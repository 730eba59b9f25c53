//! Retrieval Engine (component I).
//!
//! Hybrid search combines lexical ranking (Postgres `tsvector`/`tsquery`)
//! and vector ranking (cosine distance against `pgvector`) via reciprocal
//! rank fusion, then exposes the structural one-hop and bounded-BFS queries
//! the context assembler and any future API consumer need. All ranking is
//! pushed into SQL; no separate full-text or vector-search crate is used,
//! matching the core's choice to delegate both to the database.
use std::collections::HashMap;

use codetrace_core::{NodeId, Result, WorkspaceId};
use sqlx::postgres::PgPool;
use sqlx::Row;

const RRF_K: f64 = 60.0;
const OVERSAMPLE_FACTOR: usize = 3;
const MAX_BFS_DEPTH: u32 = 5;

#[derive(Debug, Clone)]
pub struct SearchHit {
    pub node_id: NodeId,
    pub qualified_name: String,
    pub file_path: String,
    pub kind: String,
    pub signature: Option<String>,
    pub source_text: String,
    pub docstring: Option<String>,
    pub score: f64,
}

#[derive(Debug, Clone)]
pub struct StructuralHit {
    pub node_id: NodeId,
    pub qualified_name: String,
    pub file_path: String,
    pub depth: u32,
}

/// One lexical or vector candidate row, carrying everything a `SearchHit`
/// needs so fusion never has to re-query the database for metadata.
#[derive(Debug, Clone)]
struct Candidate {
    node_id: NodeId,
    qualified_name: String,
    file_path: String,
    kind: String,
    signature: Option<String>,
    source_text: String,
    docstring: Option<String>,
}

impl Candidate {
    fn from_row(row: sqlx::postgres::PgRow) -> Self {
        Self {
            node_id: row.get("id"),
            qualified_name: row.get("qualified_name"),
            file_path: row.get("file_path"),
            kind: row.get("kind"),
            signature: row.get("signature"),
            source_text: row.get("source_text"),
            docstring: row.get("docstring"),
        }
    }
}

pub struct RetrievalEngine {
    pool: PgPool,
}

impl RetrievalEngine {
    pub fn new(pool: PgPool) -> Self {
        Self { pool }
    }

    /// Hybrid search: lexical and vector candidate lists are each
    /// oversampled to `limit * 3`, then fused by reciprocal rank fusion
    /// with `k = 60`, breaking ties deterministically by node id. `kind`
    /// restricts both candidate lists to a single node kind when present.
    pub async fn hybrid_search(
        &self,
        workspace_id: WorkspaceId,
        query_text: &str,
        query_embedding: Option<&[f32]>,
        kind: Option<&str>,
        limit: usize,
    ) -> Result<Vec<SearchHit>> {
        let oversampled = (limit * OVERSAMPLE_FACTOR).max(limit);

        let lexical = self.lexical_candidates(workspace_id, query_text, kind, oversampled).await?;

        let vector = if let Some(embedding) = query_embedding {
            self.vector_candidates(workspace_id, embedding, kind, oversampled).await?
        } else {
            Vec::new()
        };

        Ok(fuse_rrf(&lexical, &vector, limit))
    }

    async fn lexical_candidates(
        &self,
        workspace_id: WorkspaceId,
        query_text: &str,
        kind: Option<&str>,
        limit: usize,
    ) -> Result<Vec<Candidate>> {
        let rows = sqlx::query(
            r#"
            SELECT id, qualified_name, file_path, kind, signature, source_text, docstring
            FROM nodes
            WHERE workspace_id = $1
              AND search_vector @@ websearch_to_tsquery('english', $2)
              AND ($4::text IS NULL OR kind = $4)
            ORDER BY ts_rank(search_vector, websearch_to_tsquery('english', $2)) DESC, id
            LIMIT $3
            "#,
        )
        .bind(workspace_id)
        .bind(query_text)
        .bind(limit as i64)
        .bind(kind)
        .fetch_all(&self.pool)
        .await?;

        Ok(rows.into_iter().map(Candidate::from_row).collect())
    }

    async fn vector_candidates(
        &self,
        workspace_id: WorkspaceId,
        embedding: &[f32],
        kind: Option<&str>,
        limit: usize,
    ) -> Result<Vec<Candidate>> {
        let rows = sqlx::query(
            r#"
            SELECT id, qualified_name, file_path, kind, signature, source_text, docstring
            FROM nodes
            WHERE workspace_id = $1 AND embedding IS NOT NULL
              AND ($4::text IS NULL OR kind = $4)
            ORDER BY embedding <=> $2 ASC, id
            LIMIT $3
            "#,
        )
        .bind(workspace_id)
        .bind(embedding)
        .bind(limit as i64)
        .bind(kind)
        .fetch_all(&self.pool)
        .await?;

        Ok(rows.into_iter().map(Candidate::from_row).collect())
    }

    /// Direct callers of `node_id`: one hop of incoming `Calls` edges.
    pub async fn callers(&self, node_id: NodeId, limit: usize) -> Result<Vec<StructuralHit>> {
        self.one_hop(node_id, "calls", true, limit).await
    }

    /// Direct callees of `node_id`: one hop of outgoing `Calls` edges.
    pub async fn callees(&self, node_id: NodeId, limit: usize) -> Result<Vec<StructuralHit>> {
        self.one_hop(node_id, "calls", false, limit).await
    }

    /// Files/modules that import `node_id`'s containing file.
    pub async fn importers(&self, node_id: NodeId, limit: usize) -> Result<Vec<StructuralHit>> {
        self.one_hop(node_id, "imports", true, limit).await
    }

    async fn one_hop(&self, node_id: NodeId, kind: &str, incoming: bool, limit: usize) -> Result<Vec<StructuralHit>> {
        // Ordered by edge weight descending, then target node id, per spec's
        // one-hop ordering rule.
        let sql = if incoming {
            r#"
            SELECT n.id, n.qualified_name, n.file_path
            FROM edges e JOIN nodes n ON n.id = e.source_node
            WHERE e.target_node = $1 AND e.kind = $2
            ORDER BY e.weight DESC, n.id
            LIMIT $3
            "#
        } else {
            r#"
            SELECT n.id, n.qualified_name, n.file_path
            FROM edges e JOIN nodes n ON n.id = e.target_node
            WHERE e.source_node = $1 AND e.kind = $2
            ORDER BY e.weight DESC, n.id
            LIMIT $3
            "#
        };

        let rows = sqlx::query(sql)
            .bind(node_id)
            .bind(kind)
            .bind(limit as i64)
            .fetch_all(&self.pool)
            .await?;

        Ok(rows
            .into_iter()
            .map(|r| StructuralHit {
                node_id: r.get("id"),
                qualified_name: r.get("qualified_name"),
                file_path: r.get("file_path"),
                depth: 1,
            })
            .collect())
    }

    /// Transitive dependencies: outgoing `calls`/`imports`/`uses_type` edges,
    /// bounded BFS to depth `MAX_BFS_DEPTH`, deduped on first discovery.
    pub async fn dependencies(&self, node_id: NodeId, limit: usize) -> Result<Vec<StructuralHit>> {
        self.transitive(node_id, false, limit).await
    }

    /// Transitive dependents: incoming `calls`/`imports`/`uses_type` edges,
    /// same bound and dedup rule as `dependencies`.
    pub async fn dependents(&self, node_id: NodeId, limit: usize) -> Result<Vec<StructuralHit>> {
        self.transitive(node_id, true, limit).await
    }

    /// Package-level dependency closure over `depends_on` edges synthesized
    /// by the import resolver; `reverse` selects dependents instead.
    pub async fn package_dependencies(&self, package_node_id: NodeId, reverse: bool) -> Result<Vec<StructuralHit>> {
        self.bfs(package_node_id, reverse, &["depends_on"], usize::MAX).await
    }

    async fn transitive(&self, node_id: NodeId, reverse: bool, limit: usize) -> Result<Vec<StructuralHit>> {
        self.bfs(node_id, reverse, &["calls", "imports", "uses_type"], limit).await
    }

    /// Depth-bounded breadth-first walk over the given edge kinds, deduping
    /// nodes on first discovery (which also terminates cycles); the depth
    /// recorded per hit is the shortest-path depth from `origin`. `limit`
    /// bounds the result count, not the BFS frontier.
    async fn bfs(&self, origin: NodeId, reverse: bool, kinds: &[&str], limit: usize) -> Result<Vec<StructuralHit>> {
        let mut visited = std::collections::HashSet::new();
        let mut frontier = vec![origin];
        let mut results = Vec::new();
        visited.insert(origin);

        let kinds: Vec<String> = kinds.iter().map(|s| s.to_string()).collect();

        for depth in 1..=MAX_BFS_DEPTH {
            if frontier.is_empty() || results.len() >= limit {
                break;
            }
            let sql = if reverse {
                "SELECT n.id, n.qualified_name, n.file_path FROM edges e JOIN nodes n ON n.id = e.source_node WHERE e.target_node = ANY($1) AND e.kind = ANY($2)"
            } else {
                "SELECT n.id, n.qualified_name, n.file_path FROM edges e JOIN nodes n ON n.id = e.target_node WHERE e.source_node = ANY($1) AND e.kind = ANY($2)"
            };

            let rows = sqlx::query(sql).bind(&frontier).bind(&kinds).fetch_all(&self.pool).await?;

            let mut next_frontier = Vec::new();
            for row in rows {
                let id: NodeId = row.get("id");
                if visited.insert(id) {
                    results.push(StructuralHit {
                        node_id: id,
                        qualified_name: row.get("qualified_name"),
                        file_path: row.get("file_path"),
                        depth,
                    });
                    next_frontier.push(id);
                }
            }
            frontier = next_frontier;
        }

        results.truncate(limit);
        Ok(results)
    }

    /// Other nodes declared in the same file as `node_id` (excluding itself),
    /// ordered by source position. Used by the context assembler's expansion
    /// ring alongside callers/callees.
    pub async fn file_siblings(&self, node_id: NodeId, limit: usize) -> Result<Vec<StructuralHit>> {
        let rows = sqlx::query(
            r#"
            SELECT sibling.id, sibling.qualified_name, sibling.file_path
            FROM nodes origin
            JOIN nodes sibling
              ON sibling.workspace_id = origin.workspace_id
             AND sibling.file_path = origin.file_path
             AND sibling.id <> origin.id
            WHERE origin.id = $1
            ORDER BY sibling.start_line
            LIMIT $2
            "#,
        )
        .bind(node_id)
        .bind(limit as i64)
        .fetch_all(&self.pool)
        .await?;

        Ok(rows
            .into_iter()
            .map(|r| StructuralHit {
                node_id: r.get("id"),
                qualified_name: r.get("qualified_name"),
                file_path: r.get("file_path"),
                depth: 1,
            })
            .collect())
    }

    /// All nodes declared in one file, ordered by source position.
    pub async fn file_context(&self, workspace_id: WorkspaceId, file_path: &str) -> Result<Vec<StructuralHit>> {
        let rows = sqlx::query(
            r#"
            SELECT id, qualified_name, file_path
            FROM nodes
            WHERE workspace_id = $1 AND file_path = $2
            ORDER BY start_line
            "#,
        )
        .bind(workspace_id)
        .bind(file_path)
        .fetch_all(&self.pool)
        .await?;

        Ok(rows
            .into_iter()
            .map(|r| StructuralHit {
                node_id: r.get("id"),
                qualified_name: r.get("qualified_name"),
                file_path: r.get("file_path"),
                depth: 0,
            })
            .collect())
    }
}

/// Reciprocal rank fusion over two ranked candidate lists in descending
/// relevance order. Items present in only one list still score via that
/// list's rank; node metadata is taken from whichever list saw it first.
fn fuse_rrf(lexical: &[Candidate], vector: &[Candidate], limit: usize) -> Vec<SearchHit> {
    let mut scores: HashMap<NodeId, f64> = HashMap::new();
    let mut meta: HashMap<NodeId, Candidate> = HashMap::new();

    for (rank, c) in lexical.iter().enumerate() {
        *scores.entry(c.node_id).or_insert(0.0) += 1.0 / (RRF_K + rank as f64 + 1.0);
        meta.entry(c.node_id).or_insert_with(|| c.clone());
    }
    for (rank, c) in vector.iter().enumerate() {
        *scores.entry(c.node_id).or_insert(0.0) += 1.0 / (RRF_K + rank as f64 + 1.0);
        meta.entry(c.node_id).or_insert_with(|| c.clone());
    }

    let mut hits: Vec<SearchHit> = scores
        .into_iter()
        .filter_map(|(id, score)| {
            meta.remove(&id).map(|c| SearchHit {
                node_id: id,
                qualified_name: c.qualified_name,
                file_path: c.file_path,
                kind: c.kind,
                signature: c.signature,
                source_text: c.source_text,
                docstring: c.docstring,
                score,
            })
        })
        .collect();

    hits.sort_by(|a, b| {
        b.score
            .partial_cmp(&a.score)
            .unwrap_or(std::cmp::Ordering::Equal)
            .then_with(|| a.node_id.cmp(&b.node_id))
    });
    hits.truncate(limit);
    hits
}

#[cfg(test)]
mod tests {
    use super::*;
    use uuid::Uuid;

    fn candidate(id: NodeId, name: &str) -> Candidate {
        Candidate {
            node_id: id,
            qualified_name: name.to_string(),
            file_path: format!("{name}.ts"),
            kind: "function".to_string(),
            signature: None,
            source_text: String::new(),
            docstring: None,
        }
    }

    #[test]
    fn rrf_favors_items_ranked_highly_in_both_lists() {
        let a = Uuid::new_v4();
        let b = Uuid::new_v4();
        let c = Uuid::new_v4();

        let lexical = vec![candidate(a, "a"), candidate(b, "b")];
        let vector = vec![candidate(b, "b"), candidate(c, "c")];

        let fused = fuse_rrf(&lexical, &vector, 10);
        assert_eq!(fused[0].node_id, b);
    }

    #[test]
    fn rrf_tie_breaks_deterministically_by_node_id() {
        let a = Uuid::parse_str("00000000-0000-0000-0000-000000000001").unwrap();
        let b = Uuid::parse_str("00000000-0000-0000-0000-000000000002").unwrap();
        let lexical = vec![candidate(b, "b")];
        let vector = vec![candidate(a, "a")];
        let fused = fuse_rrf(&lexical, &vector, 10);
        assert_eq!(fused[0].node_id, a);
        assert_eq!(fused[1].node_id, b);
    }

    #[test]
    fn rrf_truncates_to_limit() {
        let ids: Vec<Uuid> = (0..5).map(|_| Uuid::new_v4()).collect();
        let lexical: Vec<_> = ids.iter().map(|id| candidate(*id, "n")).collect();
        let fused = fuse_rrf(&lexical, &[], 2);
        assert_eq!(fused.len(), 2);
    }
}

+ + + + +

Reproduce every line of the material above that has the string "assembler".

//! the context assembler and any future API consumer need. All ranking is
    /// ordered by source position. Used by the context assembler's expansion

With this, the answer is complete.